CBA Attracts Investors by Reopening to Investor Refinancing


July 4, 2017

CBA Attracts Investors by Reopening to Investor Refinancing

The big four banks continue to make adjustments to their mortgage lending policies as they attempt to balance bank regulations and the needs of the still intense and volatile Australian real estate market. The latest adjustment was made by Commonwealth Bank Australia. The bank announced they would take on investor refinancing loans as of 22 of May. This is after they made changes to slow investor lending back in February.

If you’re looking to refinance as an investor, it may be worthwhile to keep an eye on the big banks. It is possible that other banks will take steps to try and attract investor loans as a reaction to CBA’s move.

CBA Will Continue to Encourage Principle and Interest

Commonwealth will, however, continue pushing borrowers to use interest and principal repayments. These investor home loans CBA is offering are only for principal and interest loans. CBA also recently stopped offering their rebate offers for new customers who refinance with the bank with an interest-only owner-occupier loan.

A CBA spokesperson noted, These changes follow APRA’s announcement in March for banks to reduce the number of interest only home loans, and are aimed at encouraging customers to select principal and interest, where appropriate, to help them own their home faster.

After approving huge numbers of interest only home loans, the major banks have been making efforts to slow interest only home loans. Lenders have come under criticism for allowing too many interest-only loans, which put borrowers at a greater risk of default.

While ideal for investors, who may benefit from the reduced early repayments while they find a tenant to rent their property or resell with capital gains, the switch isn’t always an easy one. Monthly mortgage repayments increase significantly when the interest-only period ends. This can be a challenge for those who are not well prepared or who don’t excel at budgeting. The head of one of Australia’s largest real estate firms has called a rise in interest-only loans a classic indicator of a dangerously over-heating market.

The Big Bank Balancing Act

As Australia’s biggest lender, when CBA shifts its policies, it is essentially setting the bar for mortgage lending nationwide. However, this move is hard to follow as it contradicts previous moves. The bank has made a series of changes to tighten their policy on interest-only loans this year. They now require a 20 percent deposit for interest-only loans. Previously, they only required a 5 percent deposit for owner-occupiers and a 10 percent deposit for investors.

By reopening to investor refinancing, CBA is making it easier for investors to meet their financial goals by refinancing. This loosening of the bank’s lending policy may be motivated by the need to attract more investor loans. Where other major Australian banks have been continuing to tighten their lending policies, CBA is moving in the other direction, positioning themselves as a more competitive choice for investors looking to refinance their home loans.

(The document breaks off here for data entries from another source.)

//! Two-layer selection state: an optimistic overlay for instant feedback
//! and a confirmed layer fed by a deferred write queue.
//!
//! The merged view reads the overlay first and falls back to the confirmed
//! layer, per slot. Every selection computes its new slot value from the
//! merged view, writes it to the overlay at once and queues the same value
//! for the confirmed layer. Queued writes coalesce per slot (the latest
//! value wins) and apply in the order they were last scheduled.

use std::collections::BTreeMap;

use builder_commerce::catalog::{ComponentSlot, Item};
use builder_commerce::{Currency, ItemId, Money, OrderLine, SlotKey};

use crate::EngineError;

/// The chosen item(s) of one slot.
#[derive(Debug, Clone, PartialEq)]
pub enum SlotValue {
    Single(Item),
    /// Distinct by item id, in selection order.
    Multi(Vec<Item>),
}

impl SlotValue {
    pub fn items(&self) -> &[Item] {
        match self {
            SlotValue::Single(item) => std::slice::from_ref(item),
            SlotValue::Multi(items) => items,
        }
    }

    pub fn contains(&self, id: &ItemId) -> bool {
        self.items().iter().any(|item| &item.id == id)
    }

    pub fn is_empty(&self) -> bool {
        self.items().is_empty()
    }

    pub fn subtotal(&self) -> Money {
        self.items().iter().map(|item| item.unit_price).sum()
    }
}

/// What a call to [`SelectionStore::select`] did.
#[derive(Debug, Clone, Copy, PartialEq, Eq)]
pub enum SelectOutcome {
    /// Item now chosen (single slots replace any previous choice).
    Selected,
    /// Multi-select item toggled off.
    Deselected,
    /// Slot key not configured; nothing changed.
    UnknownSlot,
}

pub type Selection = BTreeMap<SlotKey, SlotValue>;

#[derive(Debug, Clone)]
pub struct SelectionStore {
    slots: Vec<ComponentSlot>,
    currency: Currency,
    confirmed: Selection,
    overlay: Selection,
    deferred: Vec<(SlotKey, SlotValue)>,
}

impl SelectionStore {
    pub fn new(slots: Vec<ComponentSlot>) -> Self {
        Self {
            slots,
            currency: Currency::default(),
            confirmed: Selection::new(),
            overlay: Selection::new(),
            deferred: Vec::new(),
        }
    }

    pub fn with_currency(mut self, currency: Currency) -> Self {
        self.currency = currency;
        self
    }

    pub fn slots(&self) -> &[ComponentSlot] {
        &self.slots
    }

    pub fn slot(&self, key: &SlotKey) -> Option<&ComponentSlot> {
        self.slots.iter().find(|slot| &slot.slot_key == key)
    }

    /// Choose or toggle `item` in `slot_key`.
    ///
    /// Single-select slots replace their value. Multi-select slots add the
    /// item, or remove it when its id is already present.
    pub fn select(&mut self, slot_key: &SlotKey, item: Item) -> Result<SelectOutcome, EngineError> {
        let Some(slot) = self.slot(slot_key) else {
            tracing::debug!(slot = %slot_key, "ignoring selection for unknown slot");
            return Ok(SelectOutcome::UnknownSlot);
        };
        let multi = slot.is_multi_select;

        item.validate()?;
        if !item.is_in_stock() {
            return Err(EngineError::OutOfStock(item.id));
        }
        // Totals are summed in the store's single currency.
        Money::zero(self.currency).try_add(&item.unit_price)?;

        let (next, outcome) = if multi {
            let mut items = self
                .merged_value(slot_key)
                .map(|value| value.items().to_vec())
                .unwrap_or_default();
            match items.iter().position(|chosen| chosen.id == item.id) {
                Some(index) => {
                    items.remove(index);
                    (SlotValue::Multi(items), SelectOutcome::Deselected)
                }
                None => {
                    items.push(item);
                    (SlotValue::Multi(items), SelectOutcome::Selected)
                }
            }
        } else {
            (SlotValue::Single(item), SelectOutcome::Selected)
        };

        tracing::debug!(slot = %slot_key, ?outcome, "selection updated");
        self.overlay.insert(slot_key.clone(), next.clone());
        self.schedule(slot_key.clone(), next);
        Ok(outcome)
    }

    fn schedule(&mut self, slot_key: SlotKey, value: SlotValue) {
        self.deferred.retain(|(key, _)| key != &slot_key);
        self.deferred.push((slot_key, value));
    }

    /// Apply every queued confirmed write. Returns how many were applied.
    pub fn flush_deferred(&mut self) -> usize {
        let writes = std::mem::take(&mut self.deferred);
        let count = writes.len();
        for (key, value) in writes {
            self.confirmed.insert(key, value);
        }
        count
    }

    pub fn has_pending_writes(&self) -> bool {
        !self.deferred.is_empty()
    }

    /// Drop overlay entries the confirmed layer already reflects.
    ///
    /// Entries whose confirmed write is still queued stay, so the merged
    /// view never steps backwards.
    pub fn clear_optimistic_updates(&mut self) {
        let deferred = &self.deferred;
        self.overlay
            .retain(|key, _| deferred.iter().any(|(pending, _)| pending == key));
    }

    pub fn merged_value(&self, slot_key: &SlotKey) -> Option<&SlotValue> {
        self.overlay
            .get(slot_key)
            .or_else(|| self.confirmed.get(slot_key))
    }

    /// Overlay over confirmed, per slot.
    pub fn merged(&self) -> Selection {
        let mut merged = self.confirmed.clone();
        merged.extend(self.overlay.iter().map(|(k, v)| (k.clone(), v.clone())));
        merged
    }

    pub fn confirmed(&self) -> &Selection {
        &self.confirmed
    }

    pub fn overlay(&self) -> &Selection {
        &self.overlay
    }

    /// Every chosen item, in slot configuration order.
    pub fn selected_items(&self) -> Vec<&Item> {
        self.slots
            .iter()
            .filter_map(|slot| self.merged_value(&slot.slot_key))
            .flat_map(|value| value.items())
            .collect()
    }

    /// One line per chosen item. Duplicate ids across slots are kept.
    pub fn order_lines(&self) -> Vec<OrderLine> {
        self.selected_items()
            .into_iter()
            .map(|item| OrderLine::single(item.id.clone()))
            .collect()
    }

    pub fn total(&self) -> Money {
        self.selected_items()
            .into_iter()
            .fold(Money::zero(self.currency), |acc, item| acc + item.unit_price)
    }

    /// Total in display form, e.g. `$1,234.56`.
    pub fn formatted_total(&self) -> String {
        self.total().display()
    }

    pub fn slot_total(&self, slot_key: &SlotKey) -> Money {
        self.merged_value(slot_key)
            .map(|value| {
                value
                    .items()
                    .iter()
                    .fold(Money::zero(self.currency), |acc, item| acc + item.unit_price)
            })
            .unwrap_or_else(|| Money::zero(self.currency))
    }

    pub fn is_chosen(&self, slot_key: &SlotKey, id: &ItemId) -> bool {
        self.merged_value(slot_key)
            .is_some_and(|value| value.contains(id))
    }
}

#[cfg(test)]
mod tests {
    use super::*;
    use builder_commerce::catalog::StockStatus;
    use builder_commerce::CommerceError;
    use pretty_assertions::assert_eq;

    fn item(id: &str, dollars: f64) -> Item {
        Item::new(id, format!("Item {id}"), Money::from_decimal(dollars, Currency::USD))
    }

    fn store() -> SelectionStore {
        SelectionStore::new(vec![
            ComponentSlot::single("cpu", "Processor", ["cpu"]),
            ComponentSlot::single("gpu", "Graphics", ["gpu"]),
            ComponentSlot::multi("storage", "Storage", ["ssd", "hdd"]),
        ])
    }

    fn slot(key: &str) -> SlotKey {
        SlotKey::new(key)
    }

    fn ids(value: Option<&SlotValue>) -> Vec<String> {
        value
            .map(|v| v.items().iter().map(|i| i.id.to_string()).collect())
            .unwrap_or_default()
    }

    #[test]
    fn test_single_select_replaces() {
        let mut store = store();
        store.select(&slot("cpu"), item("A", 199.0)).unwrap();
        store.select(&slot("cpu"), item("B", 299.0)).unwrap();

        assert_eq!(ids(store.merged_value(&slot("cpu"))), vec!["B"]);
        assert_eq!(store.formatted_total(), "$299.00");
    }

    #[test]
    fn test_multi_select_toggles() {
        let mut store = store();
        let storage = slot("storage");

        assert_eq!(store.select(&storage, item("X", 50.0)).unwrap(), SelectOutcome::Selected);
        assert_eq!(store.select(&storage, item("Y", 80.0)).unwrap(), SelectOutcome::Selected);
        assert_eq!(ids(store.merged_value(&storage)), vec!["X", "Y"]);

        assert_eq!(
            store.select(&storage, item("X", 50.0)).unwrap(),
            SelectOutcome::Deselected
        );
        assert_eq!(ids(store.merged_value(&storage)), vec!["Y"]);
    }

    #[test]
    fn test_toggle_twice_restores_value() {
        let mut store = store();
        let storage = slot("storage");
        store.select(&storage, item("X", 50.0)).unwrap();
        let before = store.merged_value(&storage).cloned();

        store.select(&storage, item("Z", 10.0)).unwrap();
        store.select(&storage, item("Z", 10.0)).unwrap();
        assert_eq!(store.merged_value(&storage).cloned(), before);
    }

    #[test]
    fn test_unknown_slot_is_noop() {
        let mut store = store();
        let outcome = store.select(&slot("monitor"), item("M", 120.0)).unwrap();
        assert_eq!(outcome, SelectOutcome::UnknownSlot);
        assert!(store.merged().is_empty());
        assert!(!store.has_pending_writes());
    }

    #[test]
    fn test_foreign_currency_item_rejected() {
        let mut store = store();
        let euro = Item::new("E", "Imported cooler", Money::new(4_500, Currency::EUR));
        assert!(matches!(
            store.select(&slot("cpu"), euro),
            Err(EngineError::InvalidItem(CommerceError::CurrencyMismatch { .. }))
        ));
        assert!(store.merged().is_empty());
        assert!(!store.has_pending_writes());
        assert_eq!(store.total(), Money::zero(Currency::USD));
    }

    #[test]
    fn test_invalid_and_out_of_stock_items_rejected() {
        let mut store = store();
        let nameless = Item::new("Q", "", Money::zero(Currency::USD));
        assert!(matches!(
            store.select(&slot("cpu"), nameless),
            Err(EngineError::InvalidItem(_))
        ));

        let sold_out = item("S", 99.0).with_stock_status(StockStatus::OutOfStock);
        assert_eq!(
            store.select(&slot("cpu"), sold_out),
            Err(EngineError::OutOfStock(ItemId::new("S")))
        );
        assert!(store.merged().is_empty());
    }

    #[test]
    fn test_overlay_visible_before_flush() {
        let mut store = store();
        store.select(&slot("gpu"), item("G", 599.0)).unwrap();

        assert!(store.confirmed().is_empty());
        assert!(store.has_pending_writes());
        assert!(store.is_chosen(&slot("gpu"), &ItemId::new("G")));

        assert_eq!(store.flush_deferred(), 1);
        assert_eq!(ids(store.confirmed().get(&slot("gpu"))), vec!["G"]);
    }

    #[test]
    fn test_rapid_toggles_coalesce_to_latest() {
        let mut store = store();
        let storage = slot("storage");
        store.select(&storage, item("X", 50.0)).unwrap();
        store.select(&storage, item("Y", 80.0)).unwrap();
        store.select(&slot("cpu"), item("A", 199.0)).unwrap();
        store.select(&storage, item("X", 50.0)).unwrap();

        assert_eq!(store.flush_deferred(), 2);
        assert_eq!(ids(store.confirmed().get(&storage)), vec!["Y"]);
        assert_eq!(store.merged(), *store.confirmed());
    }

    #[test]
    fn test_clear_keeps_merged_view() {
        let mut store = store();
        store.select(&slot("cpu"), item("A", 199.0)).unwrap();
        store.flush_deferred();
        store.select(&slot("gpu"), item("G", 599.0)).unwrap();

        let before = store.merged();
        store.clear_optimistic_updates();
        assert_eq!(store.merged(), before);
        assert!(store.overlay().contains_key(&slot("gpu")));
        assert!(!store.overlay().contains_key(&slot("cpu")));
    }

    #[test]
    fn test_total_matches_order_lines() {
        let mut store = store();
        store.select(&slot("cpu"), item("A", 199.99)).unwrap();
        store.select(&slot("storage"), item("X", 50.5)).unwrap();
        store.select(&slot("storage"), item("Y", 80.0)).unwrap();

        let lines = store.order_lines();
        let line_ids: Vec<_> = lines.iter().map(|l| l.id.to_string()).collect();
        assert_eq!(line_ids, vec!["A", "X", "Y"]);
        assert!(lines.iter().all(|l| l.quantity == 1));

        assert_eq!(store.total().amount_cents, 19999 + 5050 + 8000);
        assert_eq!(store.formatted_total(), "$330.49");
        assert_eq!(store.slot_total(&slot("storage")).amount_cents, 13050);
    }

    #[test]
    fn test_duplicate_ids_across_slots_kept() {
        let mut store = SelectionStore::new(vec![
            ComponentSlot::multi("fans", "Fans", ["fans"]),
            ComponentSlot::multi("extra-fans", "Extra fans", ["fans"]),
        ]);
        store.select(&slot("fans"), item("F", 15.0)).unwrap();
        store.select(&slot("extra-fans"), item("F", 15.0)).unwrap();

        assert_eq!(store.order_lines().len(), 2);
        assert_eq!(store.formatted_total(), "$30.00");
    }
}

Two other big banks, ANZ and Westpac, announced they were requiring larger deposits and shortening their interest only periods for investors. Otto Dargan, managing director of Home Loan Experts’ says that CBA’s move is just one more indicator that banks are in a tough position right now, forced to juggle a balancing act between regulatory limits and chasing volumes.

If you are an investor, news that CBA is taking steps to attract your business is only a good thing. The more competition between the banks, the more opportunities for finding competitive home loan products and refinancing opportunities that could help you save money or reach your financial objectives.